CSX Corp. (CSX) today announced a 2Q19 earnings per share increase of 7% on net earnings of $870 million, or $1.08 per share, versus $877 million, or $1.01 per share, in the same period last year. In addition, CSX’s operating ratio set a company second-quarter record of 57.4%, improved from 58.6% the prior year.
However, revenue for the second quarter declined by 1% year-over-year to $3.06 billion, as merchandise growth was offset by intermodal weakness, CSX noted. Expenses decreased 3% year-over-year to $1.76 billion, driven by continued efficiency gains and volume-related savings, CSX said. This combination yielded operating income growth of 2% for the quarter to $1.31 billion, compared to $1.28 billion in the same period last year.
For the six months ended June 30, CSX’s operating revenues were $6.07 billion, a 2% rise from 2018. Net operating income grew 2%, from $1.2 billion in first-half 2018 to $1.3 billion in first-half 2019. Operating income was $2.5 billion—an 8% increase from the same period in 2018.
“I am extremely proud of our dedicated CSX employees for once again achieving new record levels of efficiency this quarter, while also driving a significant improvement in safety,” said James M. Foote, CSX President and CEO. “These results reflect the strength of our operating model, and combined with continued improvements in our best-in-class customer service, represent significant progress toward our goal of being the best-run railroad in North America.”
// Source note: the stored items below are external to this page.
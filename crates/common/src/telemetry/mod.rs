//! Tracing initialization
//!
//! Shared subscriber setup so every embedding binary configures logging the
//! same way: env-filter driven level, optional JSON output.

use crate::config::ObservabilityConfig;
use tracing_subscriber::EnvFilter;

/// Initialize the global tracing subscriber from configuration
///
/// `RUST_LOG` overrides the configured level when set. Safe to call once
/// per process; returns quietly if a subscriber is already installed.
pub fn init_tracing(config: &ObservabilityConfig) {
    let filter = EnvFilter::try_from_default_env()
        .unwrap_or_else(|_| EnvFilter::new(config.log_level.clone()));

    let builder = tracing_subscriber::fmt()
        .with_env_filter(filter)
        .with_target(true);

    let result = if config.json_logging {
        builder.json().try_init()
    } else {
        builder.try_init()
    };

    if result.is_err() {
        tracing::debug!("tracing subscriber already installed");
    }
}
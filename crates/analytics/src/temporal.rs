//! Temporal keyword evolution
//!
//! Buckets keyword-matching papers into fixed-width year periods and
//! reports per-period volume, citation averages, and co-occurring
//! keywords.

use std::collections::{BTreeMap, BTreeSet, HashMap};

use citescope_common::store::{normalize_keyword, ResearchSnapshot};
use serde::{Deserialize, Serialize};
use uuid::Uuid;

/// Co-occurring keyword with its frequency
#[derive(Debug, Clone, Serialize, Deserialize)]
pub struct CoKeyword {
    pub keyword: String,
    pub count: usize,
}

/// One fixed-width period of the evolution timeline
#[derive(Debug, Clone, Serialize, Deserialize)]
pub struct EvolutionPeriod {
    /// Period label, e.g. "2020-2024"
    pub period: String,

    pub paper_count: usize,

    pub avg_citations: f64,

    pub top_co_keywords: Vec<CoKeyword>,
}

/// Keyword evolution output contract
#[derive(Debug, Clone, Serialize, Deserialize)]
pub struct KeywordEvolution {
    pub keyword: String,
    pub evolution: Vec<EvolutionPeriod>,
    pub total_papers: usize,
}

/// Parameters for one evolution query
#[derive(Debug, Clone, Copy)]
pub struct EvolutionParams {
    /// Lookback window in years
    pub years_back: u32,

    /// Fixed period width in years
    pub period_years: u32,

    /// Co-keywords retained per period
    pub co_keyword_limit: usize,

    /// Reference year for the lookback window
    pub current_year: i32,
}

/// Compute the temporal evolution of a keyword
///
/// Matching is case-insensitive substring containment against normalized
/// keyword names; papers older than the lookback window are excluded.
/// Periods come out ascending by start year.
pub fn keyword_evolution(
    snapshot: &ResearchSnapshot,
    target: &str,
    params: EvolutionParams,
) -> KeywordEvolution {
    let normalized_target = normalize_keyword(target);
    let start_year = params.current_year - params.years_back as i32;
    let width = params.period_years.max(1) as i32;

    // Every keyword whose name contains the target contributes its papers
    let mut matching_papers: BTreeSet<Uuid> = BTreeSet::new();
    for keyword in snapshot.keywords() {
        if normalize_keyword(&keyword.name).contains(&normalized_target) {
            matching_papers.extend(snapshot.papers_with_keyword(keyword.id));
        }
    }

    let mut periods: BTreeMap<i32, Vec<Uuid>> = BTreeMap::new();
    let mut total_papers = 0_usize;
    for &paper_id in &matching_papers {
        let Some(paper) = snapshot.paper(paper_id) else {
            continue;
        };
        if paper.year < start_year {
            continue;
        }
        total_papers += 1;
        let bucket = paper.year.div_euclid(width) * width;
        periods.entry(bucket).or_default().push(paper_id);
    }

    let evolution = periods
        .into_iter()
        .map(|(bucket, paper_ids)| {
            let mut total_citations = 0_i64;
            let mut co_keywords: HashMap<String, usize> = HashMap::new();

            for &paper_id in &paper_ids {
                if let Some(paper) = snapshot.paper(paper_id) {
                    total_citations += paper.citation_count;
                }
                for &keyword_id in snapshot.keywords_of_paper(paper_id) {
                    let Some(keyword) = snapshot.keyword(keyword_id) else {
                        continue;
                    };
                    let name = normalize_keyword(&keyword.name);
                    if name != normalized_target {
                        *co_keywords.entry(name).or_insert(0) += 1;
                    }
                }
            }

            let paper_count = paper_ids.len();
            let avg_citations = if paper_count > 0 {
                total_citations as f64 / paper_count as f64
            } else {
                0.0
            };

            let mut ranked: Vec<CoKeyword> = co_keywords
                .into_iter()
                .map(|(keyword, count)| CoKeyword { keyword, count })
                .collect();
            ranked.sort_unstable_by(|a, b| {
                b.count.cmp(&a.count).then_with(|| a.keyword.cmp(&b.keyword))
            });
            ranked.truncate(params.co_keyword_limit);

            EvolutionPeriod {
                period: format!("{}-{}", bucket, bucket + width - 1),
                paper_count,
                avg_citations,
                top_co_keywords: ranked,
            }
        })
        .collect();

    KeywordEvolution {
        keyword: target.to_string(),
        evolution,
        total_papers,
    }
}

#[cfg(test)]
mod tests {
    use super::*;
    use citescope_common::store::{Keyword, Paper, PaperKeyword};

    fn params(current_year: i32) -> EvolutionParams {
        EvolutionParams {
            years_back: 10,
            period_years: 5,
            co_keyword_limit: 10,
            current_year,
        }
    }

    fn snapshot() -> ResearchSnapshot {
        let papers = vec![
            Paper { id: Uuid::from_u128(1), title: "p1".into(), year: 2021, citation_count: 10 },
            Paper { id: Uuid::from_u128(2), title: "p2".into(), year: 2024, citation_count: 20 },
            Paper { id: Uuid::from_u128(3), title: "p3".into(), year: 2018, citation_count: 6 },
            Paper { id: Uuid::from_u128(4), title: "p4".into(), year: 1999, citation_count: 90 },
        ];
        let keywords = vec![
            Keyword { id: Uuid::from_u128(10), name: "machine learning".into() },
            Keyword { id: Uuid::from_u128(11), name: "neural networks".into() },
            Keyword { id: Uuid::from_u128(12), name: "optimization".into() },
        ];
        let tag = |paper: u128, keyword: u128| PaperKeyword {
            paper_id: Uuid::from_u128(paper),
            keyword_id: Uuid::from_u128(keyword),
        };
        ResearchSnapshot::new(
            papers,
            vec![],
            keywords,
            vec![],
            vec![],
            vec![
                tag(1, 10),
                tag(1, 11),
                tag(2, 10),
                tag(2, 11),
                tag(2, 12),
                tag(3, 10),
                tag(4, 10),
            ],
        )
    }

    #[test]
    fn test_same_period_bucketing() {
        // 2021 and 2024 share the "2020-2024" bucket
        let result = keyword_evolution(&snapshot(), "machine learning", params(2025));

        let bucket = result
            .evolution
            .iter()
            .find(|p| p.period == "2020-2024")
            .unwrap();
        assert_eq!(bucket.paper_count, 2);
        assert!((bucket.avg_citations - 15.0).abs() < 1e-12);
    }

    #[test]
    fn test_periods_ascend_and_lookback_applies() {
        let result = keyword_evolution(&snapshot(), "machine learning", params(2025));

        // 1999 falls outside the 10-year window
        assert_eq!(result.total_papers, 3);
        let labels: Vec<&str> = result.evolution.iter().map(|p| p.period.as_str()).collect();
        assert_eq!(labels, vec!["2015-2019", "2020-2024"]);
    }

    #[test]
    fn test_co_keywords_exclude_target_and_rank_by_count() {
        let result = keyword_evolution(&snapshot(), "machine learning", params(2025));
        let bucket = result
            .evolution
            .iter()
            .find(|p| p.period == "2020-2024")
            .unwrap();

        assert_eq!(bucket.top_co_keywords[0].keyword, "neural networks");
        assert_eq!(bucket.top_co_keywords[0].count, 2);
        assert_eq!(bucket.top_co_keywords[1].keyword, "optimization");
        assert!(bucket
            .top_co_keywords
            .iter()
            .all(|ck| ck.keyword != "machine learning"));
    }

    #[test]
    fn test_match_is_case_insensitive_substring() {
        let result = keyword_evolution(&snapshot(), "Machine", params(2025));
        assert_eq!(result.total_papers, 3);
    }

    #[test]
    fn test_unknown_keyword_yields_empty_timeline() {
        let result = keyword_evolution(&snapshot(), "quantum", params(2025));
        assert!(result.evolution.is_empty());
        assert_eq!(result.total_papers, 0);
    }
}
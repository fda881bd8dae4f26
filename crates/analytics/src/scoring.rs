//! Scoring and ranking
//!
//! Keyword hotspots, research-gap detection, keyword relationships, and
//! author impact metrics. All lookups run over the snapshot indexes; a
//! miss is a neutral result, never an error.

use std::collections::{BTreeSet, HashMap, HashSet};

use citescope_common::store::{normalize_keyword, Paper, ResearchSnapshot};
use serde::{Deserialize, Serialize};
use uuid::Uuid;

/// Keyword ranked by research activity
#[derive(Debug, Clone, Serialize, Deserialize)]
pub struct Hotspot {
    pub keyword: String,
    pub paper_count: usize,
    pub avg_citations: f64,
    pub hotspot_score: f64,
}

/// Compact paper projection used inside result objects
#[derive(Debug, Clone, Serialize, Deserialize)]
pub struct PaperSummary {
    pub id: Uuid,
    pub title: String,
    pub year: i32,
    pub citation_count: i64,
}

impl From<&Paper> for PaperSummary {
    fn from(paper: &Paper) -> Self {
        Self {
            id: paper.id,
            title: paper.title.clone(),
            year: paper.year,
            citation_count: paper.citation_count,
        }
    }
}

/// Influential paper whose topic has gone quiet
#[derive(Debug, Clone, Serialize, Deserialize)]
pub struct ResearchGap {
    pub paper: PaperSummary,

    /// Average number of recent papers sharing the candidate's keywords
    pub recent_similar_papers: f64,

    pub keywords: Vec<String>,

    pub gap_score: f64,
}

/// Keyword related to a queried keyword by co-occurrence
#[derive(Debug, Clone, Serialize, Deserialize)]
pub struct KeywordRelationship {
    pub keyword: String,
    pub co_occurrence_count: usize,
    pub strength: f64,
}

/// Impact metrics for a single author
#[derive(Debug, Clone, Serialize, Deserialize)]
pub struct AuthorImpact {
    pub author: String,
    pub total_papers: usize,
    pub total_citations: i64,
    pub avg_citations: f64,
    pub h_index: usize,
    pub recent_papers_count: usize,
    pub unique_collaborators: usize,
    pub most_cited_paper: PaperSummary,
    pub active_years: Vec<i32>,
}

/// Rank keywords by research activity
///
/// Keywords below `min_papers` are dropped; the rest sort by average
/// citations descending (name ascending on ties), truncated to `limit`.
pub fn research_hotspots(
    snapshot: &ResearchSnapshot,
    year_range: Option<(i32, i32)>,
    min_papers: usize,
    limit: usize,
) -> Vec<Hotspot> {
    let mut hotspots: Vec<Hotspot> = snapshot
        .keywords()
        .iter()
        .filter_map(|keyword| {
            let mut paper_count = 0_usize;
            let mut total_citations = 0_i64;
            for &paper_id in snapshot.papers_with_keyword(keyword.id) {
                let Some(paper) = snapshot.paper(paper_id) else {
                    continue;
                };
                if let Some((from, to)) = year_range {
                    if paper.year < from || paper.year > to {
                        continue;
                    }
                }
                paper_count += 1;
                total_citations += paper.citation_count;
            }
            if paper_count == 0 || paper_count < min_papers {
                return None;
            }
            let avg_citations = total_citations as f64 / paper_count as f64;
            Some(Hotspot {
                keyword: keyword.name.clone(),
                paper_count,
                avg_citations,
                hotspot_score: paper_count as f64 * avg_citations,
            })
        })
        .collect();

    hotspots.sort_unstable_by(|a, b| {
        b.avg_citations
            .partial_cmp(&a.avg_citations)
            .unwrap_or(std::cmp::Ordering::Equal)
            .then_with(|| a.keyword.cmp(&b.keyword))
    });
    hotspots.truncate(limit);
    hotspots
}

/// Detect under-revisited influential papers
///
/// Candidates carry at least `min_citations` and predate
/// `recent_year_threshold`. A candidate qualifies as a gap when, averaged
/// over its keywords, at most `max_recent_papers` recent papers share
/// each keyword. Candidates without keywords average 1.0.
pub fn research_gaps(
    snapshot: &ResearchSnapshot,
    min_citations: i64,
    recent_year_threshold: i32,
    max_recent_papers: f64,
    limit: usize,
) -> Vec<ResearchGap> {
    // Recent-paper counts per keyword, computed once over the inverted index
    let mut recent_counts: HashMap<Uuid, usize> = HashMap::new();

    let mut gaps: Vec<ResearchGap> = Vec::new();
    for paper in snapshot.papers() {
        if paper.citation_count < min_citations || paper.year >= recent_year_threshold {
            continue;
        }

        let keyword_ids = snapshot.keywords_of_paper(paper.id);
        let avg_recent_similar = if keyword_ids.is_empty() {
            1.0
        } else {
            let total: usize = keyword_ids
                .iter()
                .map(|&id| {
                    recent_papers_with_keyword(
                        snapshot,
                        &mut recent_counts,
                        id,
                        recent_year_threshold,
                    )
                })
                .sum();
            total as f64 / keyword_ids.len() as f64
        };

        if avg_recent_similar > max_recent_papers {
            continue;
        }

        gaps.push(ResearchGap {
            paper: PaperSummary::from(paper),
            recent_similar_papers: avg_recent_similar,
            keywords: keyword_ids
                .iter()
                .filter_map(|&id| snapshot.keyword(id).map(|k| k.name.clone()))
                .collect(),
            gap_score: paper.citation_count as f64 / avg_recent_similar.max(1.0),
        });
    }

    gaps.sort_unstable_by(|a, b| {
        b.gap_score
            .partial_cmp(&a.gap_score)
            .unwrap_or(std::cmp::Ordering::Equal)
            .then_with(|| b.paper.citation_count.cmp(&a.paper.citation_count))
            .then_with(|| a.paper.id.cmp(&b.paper.id))
    });
    gaps.truncate(limit);
    gaps
}

/// Papers with the keyword published at or after the threshold, memoized
fn recent_papers_with_keyword(
    snapshot: &ResearchSnapshot,
    cache: &mut HashMap<Uuid, usize>,
    keyword_id: Uuid,
    recent_year_threshold: i32,
) -> usize {
    if let Some(&count) = cache.get(&keyword_id) {
        return count;
    }
    let count = snapshot
        .papers_with_keyword(keyword_id)
        .iter()
        .filter(|id| {
            snapshot
                .paper(**id)
                .is_some_and(|p| p.year >= recent_year_threshold)
        })
        .count();
    cache.insert(keyword_id, count);
    count
}

/// Keywords co-occurring with the given keyword
///
/// Strength is the fraction of the keyword's papers that also carry the
/// related keyword. Unknown keywords yield an empty list.
pub fn keyword_relationships(
    snapshot: &ResearchSnapshot,
    keyword_name: &str,
    limit: usize,
) -> Vec<KeywordRelationship> {
    let Some(keyword) = snapshot.keyword_by_name(keyword_name) else {
        return Vec::new();
    };
    let target_name = normalize_keyword(&keyword.name);

    let papers = snapshot.papers_with_keyword(keyword.id);
    if papers.is_empty() {
        return Vec::new();
    }

    let mut co_occurrence: HashMap<String, usize> = HashMap::new();
    for &paper_id in papers {
        for &other_id in snapshot.keywords_of_paper(paper_id) {
            let Some(other) = snapshot.keyword(other_id) else {
                continue;
            };
            let name = normalize_keyword(&other.name);
            if name != target_name {
                *co_occurrence.entry(name).or_insert(0) += 1;
            }
        }
    }

    let total = papers.len() as f64;
    let mut relationships: Vec<KeywordRelationship> = co_occurrence
        .into_iter()
        .map(|(keyword, count)| KeywordRelationship {
            keyword,
            co_occurrence_count: count,
            strength: count as f64 / total,
        })
        .collect();
    relationships.sort_unstable_by(|a, b| {
        b.co_occurrence_count
            .cmp(&a.co_occurrence_count)
            .then_with(|| a.keyword.cmp(&b.keyword))
    });
    relationships.truncate(limit);
    relationships
}

/// Largest h such that the h-th highest citation count is at least h
pub fn h_index(citation_counts: &[i64]) -> usize {
    let mut sorted: Vec<i64> = citation_counts.to_vec();
    sorted.sort_unstable_by(|a, b| b.cmp(a));

    let mut h = 0;
    for (i, &citations) in sorted.iter().enumerate() {
        if citations >= (i + 1) as i64 {
            h = i + 1;
        } else {
            break;
        }
    }
    h
}

/// Impact metrics for an author
///
/// Unknown authors and authors without papers yield `None`.
pub fn author_impact(
    snapshot: &ResearchSnapshot,
    author_name: &str,
    recent_year_threshold: i32,
) -> Option<AuthorImpact> {
    let author = snapshot.author_by_name(author_name)?;
    let paper_ids = snapshot.papers_of_author(author.id);
    if paper_ids.is_empty() {
        return None;
    }

    let papers: Vec<&Paper> = paper_ids
        .iter()
        .filter_map(|&id| snapshot.paper(id))
        .collect();
    if papers.is_empty() {
        return None;
    }

    let total_papers = papers.len();
    let total_citations: i64 = papers.iter().map(|p| p.citation_count).sum();
    let citation_counts: Vec<i64> = papers.iter().map(|p| p.citation_count).collect();

    let recent_papers_count = papers
        .iter()
        .filter(|p| p.year >= recent_year_threshold)
        .count();

    let mut collaborators: HashSet<&str> = HashSet::new();
    for paper in &papers {
        for &co_author_id in snapshot.authors_of_paper(paper.id) {
            if co_author_id == author.id {
                continue;
            }
            if let Some(co_author) = snapshot.author(co_author_id) {
                if co_author.name != author.name {
                    collaborators.insert(co_author.name.as_str());
                }
            }
        }
    }

    let most_cited = papers
        .iter()
        .max_by(|a, b| {
            a.citation_count
                .cmp(&b.citation_count)
                .then_with(|| b.id.cmp(&a.id))
        })
        .copied()?;

    let active_years: BTreeSet<i32> = papers.iter().map(|p| p.year).collect();

    Some(AuthorImpact {
        author: author.name.clone(),
        total_papers,
        total_citations,
        avg_citations: total_citations as f64 / total_papers as f64,
        h_index: h_index(&citation_counts),
        recent_papers_count,
        unique_collaborators: collaborators.len(),
        most_cited_paper: PaperSummary::from(most_cited),
        active_years: active_years.into_iter().collect(),
    })
}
Wall Street is not quite as optimistic. Commented Cowen and Company Managing Director and Railway Age Wall Street Contributing Editor Jason Seidl:
“CSX missed Street estimates and lowered full-year revenue outlook, though operating ratio guidance was maintained. The Class I’s business in the quarter was negatively impacted by intermodal lane rationalizations, macro concerns, a customer factory explosion and flooding. We lower our estimates and price target, and maintain our Market Perform rating. Management lowered their full-year revenue growth outlook from low single-digit growth to a decline of 1-2%, though OR outlook of sub-60% and a capital expenditure guide of $1.6 billion to $1.7 billion were maintained. It didn’t take management multiple quarters to pull levers to cut costs—they were able to significantly cut costs in the same quarter that their business slowed, and even beat last year’s already impressive OR of 58.6%. Management attributed the slowdown in business in the quarter and reduced full-year outlook to a number of factors. One factor was the intermodal lane rationalizations that CSX implemented in October and January, which together eliminated roughly 15% of the company’s intermodal network. This combined with the tariff pull-forward in 1H19 and broader macro concerns to cause intermodal volumes for 2Q19 to decline 10.5% y/y. Second, a recent explosion in a refinery in Philadelphia is a negative for CBR volumes. Third, fertilizer volumes were hurt by wet weather conditions that delayed fertilizer applications. Other negative volume factors in the quarter, albeit ones that were likely less impactful overall, were lower metals and equipment volumes and lower export shipments of thermal coal.”